– Ankan Biswas and Supratim Ray
Meditation is known to change brain oscillations – brain waves that neurons generate when they fire together at certain frequencies. Scientists had previously shown that slower oscillations such as theta (4-8 Hz) and alpha (8-12 Hz) have more power, or are stronger, in meditators. More recently, studies have shown that long-term meditators have higher power in the gamma range (30-80 Hz) as well. However, this elevated gamma-band activity is “broadband,” which means elevated power in a broad frequency range rather than appearing as a rhythm.
Simply viewing certain stimuli, such as oriented bars or black-and-white stripes called gratings, can induce oscillatory “narrowband” gamma oscillations in the visual cortex. Further, these stimulus-induced gamma oscillations weaken with ageing and the onset of some neurological disorders such as Alzheimer’s disease. But how meditation affects these gamma oscillations remains unknown.
To test this, researchers at the Centre for Neuroscience led by Supratim Ray partnered with Brahma Kumaris Rajyoga meditators, who meditate with open eyes. They performed electroencephalography (EEG) – a non-invasive method to record brain activity – on the subjects as they viewed gratings before, after, and during meditation. They compared 30 age- and gender-matched pairs of experienced meditators (averaging over 10,000 hours of practice) with non-meditators. They found that meditators had stronger stimulus-induced gamma than controls. They also displayed “broadband gamma” reported in previous studies, which was prominent across frontal, temporal, and parietal regions in the brain. These two gamma signatures were statistically unrelated, suggesting that meditation enhances separate neural mechanisms. Additionally, meditators showed a steeper aperiodic spectral slope – a feature that flattens with ageing – consistent with stronger inhibitory circuitry.

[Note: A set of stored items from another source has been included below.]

use std::sync::LazyLock;

use regex::Regex;

use super::{Block, BlockMatch};

static HARD_BREAK: LazyLock<Regex> =
    LazyLock::new(|| Regex::new(r"(?:<br>\s*)+").expect("hard break pattern is valid"));

pub(super) fn find(text: &str) -> Option<BlockMatch<'_>> {
    let found = HARD_BREAK.find(text)?;
    Some(BlockMatch::new(text, found.range(), Block::HardBreak))
}

#[cfg(test)]
mod tests {
    use super::*;

    #[test]
    fn consecutive_breaks_are_one_block() {
        let found = find("first<br>\n<br>  second\n").unwrap();

        assert_eq!(found.before, "first");
        assert_eq!(found.after, "second\n");
    }

    #[test]
    fn break_must_be_lowercase_literal() {
        assert!(find("first<BR>second").is_none());
        assert!(find("first<br/>second").is_none());
    }
}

Overall, long-term meditation appears to strengthen neural dynamics that weaken with ageing, raising the possibility that sustained practice could help build resilience against neurodegenerative decline.
Long-term meditators have stronger gamma oscillations. The time-frequency spectrograms (middle panel) display brain activity across different frequencies (vertical axis) as it unfolds over time (horizontal axis), with the color indicating power – warmer colors (red) represent stronger activity. The strong reddish band between the dashed lines (~24–34 Hz) depicts stimulus-induced gamma, which is stronger in meditators (left) than matched controls (right). Topoplots (rightmost panel) show that gamma is stronger over visual brain areas (occipital cortex) for the meditators compared to the controls (Image: Ankan Biswas)
REFERENCE:
Biswas A, Aggarwal S, Sharma K, Ray S, Simultaneous enhancement of stimulus-induced and stimulus-free gamma in open-eye meditators, Imaging Neuroscience (2026).